Work to complete: Your output should be the lines from the one that contains "must not be" to the end of the listing, transcribed exactly. Include nothing else.

Information supplied:
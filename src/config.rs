// Copyright 2025 Fernando Borretti
//
// Licensed under the Apache License, Version 2.0 (the "License");
// you may not use this file except in compliance with the License.
// You may obtain a copy of the License at
//
//     http://www.apache.org/licenses/LICENSE-2.0
//
// Unless required by applicable law or agreed to in writing, software
// distributed under the License is distributed on an "AS IS" BASIS,
// WITHOUT WARRANTIES OR CONDITIONS OF ANY KIND, either express or implied.
// See the License for the specific language governing permissions and
// limitations under the License.

use std::fs::read_to_string;
use std::path::Path;

use serde::Deserialize;

use crate::error::Fallible;
use crate::error::fail;
use crate::learn::queue::DEFAULT_SESSION_CAP;

pub const CONFIG_FILE: &str = "flashdeck.toml";

#[derive(Debug, PartialEq, Deserialize)]
#[serde(default, deny_unknown_fields)]
pub struct Config {
    /// The maximum number of cards in a learning session.
    pub session_cap: usize,
    /// The database file name, relative to the collection directory.
    pub database: String,
}

impl Default for Config {
    fn default() -> Self {
        Self {
            session_cap: DEFAULT_SESSION_CAP,
            database: "flashdeck.db".to_string(),
        }
    }
}

impl Config {
    /// Load the configuration in a directory, or the defaults if there is no
    /// configuration file.
    pub fn load(directory: &Path) -> Fallible<Self> {
        let path = directory.join(CONFIG_FILE);
        if !path.exists() {
            log::debug!("No {CONFIG_FILE}, using defaults.");
            return Ok(Self::default());
        }
        let content = read_to_string(&path)?;
        Self::parse(&content)
    }

    fn parse(content: &str) -> Fallible<Self> {
        let config: Config = toml::from_str(content)?;
        if config.session_cap == 0 {
            return fail("session_cap must be at least 1.");
        }
        if config.database.trim().is_empty() {
            return fail("database must not be empty.");
        }
        Ok(config)
    }
}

Task output:
            return fail("database must not be empty.");
        }
        Ok(config)
    }
}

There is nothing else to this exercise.